■ **The task**
When the line with "#[must_use]" is reached, include it and stop; before that, copy each line of the listing exactly from the first.

- - - - - - -

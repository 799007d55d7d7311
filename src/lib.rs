#![warn(clippy::pedantic)]
#![warn(clippy::cargo)]
#![deny(warnings)]
#![allow(clippy::multiple_crate_versions)]

//! FIDO2 / `WebAuthn` response verification
//!
//! Decodes attestation objects and authenticator data, and verifies attestation
//! and assertion signatures for relying parties.

/// Version of the fido2-verify library
pub const VERSION: &str = env!("CARGO_PKG_VERSION");

pub mod cbor;
pub mod cose;
pub mod crypto;
pub mod errors;
pub mod utils;
pub mod webauthn;

/// Re-export commonly used items
pub use cbor::CborReader;
pub use cose::{CosePublicKey, HashAlgorithm, SignatureAlgorithm};
pub use errors::{Result, WebAuthnError};
pub use webauthn::{
    Assertion, AttestationStatement, AuthenticatorData, ClientData, Credential, CredentialId,
    RelyingParty, RelyingPartySettings, Transport,
};
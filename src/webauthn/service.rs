//! `WebAuthn` relying party service
//!
//! This module ties decoding and verification together with the relying
//! party's policy for registration and authentication ceremonies.

use super::assertion::Assertion;
use super::attestation::FORMAT_NONE;
use super::authenticator_data::AuthenticatorData;
use super::client_data::{ClientData, CEREMONY_CREATE, CEREMONY_GET};
use super::credential::{Credential, CredentialId, Transport};
use super::settings::RelyingPartySettings;
use crate::errors::{Result, WebAuthnError};
use crate::utils::logging::LoggingHelper;

const REGISTRATION: &str = "Registration";
const AUTHENTICATION: &str = "Authentication";

/// Core relying party service
pub struct RelyingParty {
    settings: RelyingPartySettings,
    rp_id_hash: Vec<u8>,
}

impl RelyingParty {
    /// Create a new `RelyingParty` with the given settings
    ///
    /// # Errors
    /// Returns `Configuration` if the settings fail validation
    pub fn new(settings: RelyingPartySettings) -> Result<Self> {
        settings.validate()?;
        let rp_id_hash = settings.rp_id_hash();
        Ok(Self {
            settings,
            rp_id_hash,
        })
    }

    #[must_use]
    pub fn settings(&self) -> &RelyingPartySettings {
        &self.settings
    }

    /// Complete registration with the authenticator's response
    ///
    /// # Arguments
    /// * `attestation_object` - CBOR attestation object
    /// * `client_data_json` - Client data JSON bytes
    /// * `credential_id` - Raw credential ID reported by the client
    /// * `transport` - Transport the authenticator was reached over
    /// * `expected_challenge` - Base64url challenge issued for this ceremony
    ///
    /// # Returns
    /// * `Ok(Credential)` - The registered credential
    /// * `Err(WebAuthnError)` - If registration fails
    ///
    /// # Errors
    /// Returns a `WebAuthnError` if decoding, client data checks, authenticator
    /// data checks, the format policy or attestation verification fail
    pub fn finish_registration(
        &self,
        attestation_object: &[u8],
        client_data_json: &[u8],
        credential_id: CredentialId,
        transport: Transport,
        expected_challenge: &str,
    ) -> Result<Credential> {
        self.register(
            attestation_object,
            client_data_json,
            credential_id,
            transport,
            expected_challenge,
        )
        .inspect_err(|e| LoggingHelper::log_rejection(REGISTRATION, e))
    }

    fn register(
        &self,
        attestation_object: &[u8],
        client_data_json: &[u8],
        credential_id: CredentialId,
        transport: Transport,
        expected_challenge: &str,
    ) -> Result<Credential> {
        let client_data = ClientData::from_json(client_data_json.to_vec());
        client_data.verify(CEREMONY_CREATE, expected_challenge, &self.settings.rp_origin)?;

        let credential =
            Credential::decode(attestation_object, client_data, credential_id, transport)?;
        self.check_authenticator_data(credential.authenticator_data())?;

        let Some(attested) = credential.authenticator_data().attested_credential_data() else {
            return Err(WebAuthnError::VerificationFailed(
                "Missing attested credential data".to_string(),
            ));
        };
        if attested.credential_id() != credential.id() {
            return Err(WebAuthnError::VerificationFailed(
                "Credential ID mismatch".to_string(),
            ));
        }

        if !self.settings.accepts_format(credential.format()) {
            return Err(WebAuthnError::VerificationFailed(format!(
                "Attestation format {} is not accepted",
                credential.format()
            )));
        }

        if credential.format() == FORMAT_NONE {
            if !self.settings.allow_unattested {
                return Err(WebAuthnError::VerificationFailed(
                    "Unattested credentials are not accepted".to_string(),
                ));
            }
            LoggingHelper::log_unattested_accepted(credential.id());
        } else {
            credential.verify()?;
        }

        LoggingHelper::log_registration_verified(credential.id(), credential.format());
        Ok(credential)
    }

    /// Complete authentication against a registered credential
    ///
    /// # Returns
    /// * `Ok(u32)` - The sign count reported by the authenticator. Comparing it
    ///   with the stored count is left to the caller.
    /// * `Err(WebAuthnError)` - If authentication fails
    ///
    /// # Errors
    /// Returns a `WebAuthnError` if client data checks, authenticator data checks
    /// or signature verification fail
    pub fn finish_authentication(
        &self,
        assertion: &Assertion,
        credential: &Credential,
        expected_challenge: &str,
    ) -> Result<u32> {
        self.authenticate(assertion, credential, expected_challenge)
            .inspect_err(|e| LoggingHelper::log_rejection(AUTHENTICATION, e))
    }

    fn authenticate(
        &self,
        assertion: &Assertion,
        credential: &Credential,
        expected_challenge: &str,
    ) -> Result<u32> {
        assertion.client_data().verify(
            CEREMONY_GET,
            expected_challenge,
            &self.settings.rp_origin,
        )?;
        self.check_authenticator_data(assertion.authenticator_data())?;
        assertion.verify(credential)?;

        let sign_count = assertion.sign_count();
        LoggingHelper::log_authentication_verified(credential.id(), sign_count);
        Ok(sign_count)
    }

    fn check_authenticator_data(&self, authenticator_data: &AuthenticatorData) -> Result<()> {
        if authenticator_data.rp_id_hash()[..] != self.rp_id_hash[..] {
            return Err(WebAuthnError::VerificationFailed(
                "RP ID hash mismatch".to_string(),
            ));
        }

        let flags = authenticator_data.flags();
        if !flags.user_present() {
            return Err(WebAuthnError::VerificationFailed(
                "User presence flag not set".to_string(),
            ));
        }
        if self.settings.require_user_verification && !flags.user_verified() {
            return Err(WebAuthnError::VerificationFailed(
                "User verification required".to_string(),
            ));
        }

        Ok(())
    }
}
//! Error and counter types shared by the bus, index and archive sinks

use std::sync::atomic::{AtomicU64, Ordering};
use thiserror::Error;

/// Per-sink counters, updated with relaxed atomics
#[derive(Debug, Default)]
pub struct SinkMetrics {
    /// Records handed to the sink
    pub records_received: AtomicU64,

    /// Records (or objects) delivered to the backing
    pub records_delivered: AtomicU64,

    /// Bytes written (archive uploads)
    pub bytes_written: AtomicU64,

    /// Delivery or provisioning failures
    pub errors: AtomicU64,

    /// Calls skipped because the sink is disabled
    pub skipped: AtomicU64,
}

impl SinkMetrics {
    pub const fn new() -> Self {
        Self {
            records_received: AtomicU64::new(0),
            records_delivered: AtomicU64::new(0),
            bytes_written: AtomicU64::new(0),
            errors: AtomicU64::new(0),
            skipped: AtomicU64::new(0),
        }
    }

    #[inline]
    pub fn received(&self, count: u64) {
        self.records_received.fetch_add(count, Ordering::Relaxed);
    }

    #[inline]
    pub fn delivered(&self, count: u64, bytes: u64) {
        self.records_delivered.fetch_add(count, Ordering::Relaxed);
        self.bytes_written.fetch_add(bytes, Ordering::Relaxed);
    }

    #[inline]
    pub fn error(&self) {
        self.errors.fetch_add(1, Ordering::Relaxed);
    }

    #[inline]
    pub fn skip(&self) {
        self.skipped.fetch_add(1, Ordering::Relaxed);
    }

    /// Read every counter once
    pub fn snapshot(&self) -> MetricsSnapshot {
        MetricsSnapshot {
            records_received: self.records_received.load(Ordering::Relaxed),
            records_delivered: self.records_delivered.load(Ordering::Relaxed),
            bytes_written: self.bytes_written.load(Ordering::Relaxed),
            errors: self.errors.load(Ordering::Relaxed),
            skipped: self.skipped.load(Ordering::Relaxed),
        }
    }
}

/// Copy of [`SinkMetrics`] at one instant
#[derive(Debug, Clone, Copy, Default, PartialEq, Eq)]
pub struct MetricsSnapshot {
    pub records_received: u64,
    pub records_delivered: u64,
    pub bytes_written: u64,
    pub errors: u64,
    pub skipped: u64,
}

/// Common sink errors
#[derive(Debug, Error)]
pub enum SinkError {
    /// A sink was asked to serve a query while its toggle is off
    #[error("{sink} sink is disabled")]
    Disabled { sink: &'static str },

    /// The backing rejected or could not receive a record, query or object
    #[error("{sink} delivery failed: {message}")]
    Delivery { sink: &'static str, message: String },

    /// Creating or updating a bucket, function or trigger failed
    #[error("provisioning failed: {0}")]
    Provisioning(String),
}

impl SinkError {
    /// Create a Disabled error
    pub fn disabled(sink: &'static str) -> Self {
        Self::Disabled { sink }
    }

    /// Create a Delivery error
    pub fn delivery(sink: &'static str, msg: impl Into<String>) -> Self {
        Self::Delivery {
            sink,
            message: msg.into(),
        }
    }

    /// Create a Provisioning error
    pub fn provisioning(msg: impl Into<String>) -> Self {
        Self::Provisioning(msg.into())
    }

    /// Name of the sink a delivery error came from
    pub fn sink(&self) -> Option<&'static str> {
        match self {
            Self::Disabled { sink } | Self::Delivery { sink, .. } => Some(sink),
            Self::Provisioning(_) => None,
        }
    }
}

#[cfg(test)]
#[path = "common_test.rs"]
mod common_test;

- - - - - - -

■ **Expected answer**
repository 799007d55d7d7311
filename src/lib.rs
#![warn(clippy::pedantic)]
#![warn(clippy::cargo)]
#![deny(warnings)]
#![allow(clippy::multiple_crate_versions)]

//! FIDO2 / `WebAuthn` response verification
//!
//! Decodes attestation objects and authenticator data, and verifies attestation
//! and assertion signatures for relying parties.

/// Version of the fido2-verify library
pub const VERSION: &str = env!("CARGO_PKG_VERSION");

pub mod cbor;
pub mod cose;
pub mod crypto;
pub mod errors;
pub mod utils;
pub mod webauthn;

/// Re-export commonly used items
pub use cbor::CborReader;
pub use cose::{CosePublicKey, HashAlgorithm, SignatureAlgorithm};
pub use errors::{Result, WebAuthnError};
pub use webauthn::{
    Assertion, AttestationStatement, AuthenticatorData, ClientData, Credential, CredentialId,
    RelyingParty, RelyingPartySettings, Transport,
};
filename src/webauthn/service.rs
//! `WebAuthn` relying party service
//!
//! This module ties decoding and verification together with the relying
//! party's policy for registration and authentication ceremonies.

use super::assertion::Assertion;
use super::attestation::FORMAT_NONE;
use super::authenticator_data::AuthenticatorData;
use super::client_data::{ClientData, CEREMONY_CREATE, CEREMONY_GET};
use super::credential::{Credential, CredentialId, Transport};
use super::settings::RelyingPartySettings;
use crate::errors::{Result, WebAuthnError};
use crate::utils::logging::LoggingHelper;

const REGISTRATION: &str = "Registration";
const AUTHENTICATION: &str = "Authentication";

/// Core relying party service
pub struct RelyingParty {
    settings: RelyingPartySettings,
    rp_id_hash: Vec<u8>,
}

impl RelyingParty {
    /// Create a new `RelyingParty` with the given settings
    ///
    /// # Errors
    /// Returns `Configuration` if the settings fail validation
    pub fn new(settings: RelyingPartySettings) -> Result<Self> {
        settings.validate()?;
        let rp_id_hash = settings.rp_id_hash();
        Ok(Self {
            settings,
            rp_id_hash,
        })
    }

    #[must_use]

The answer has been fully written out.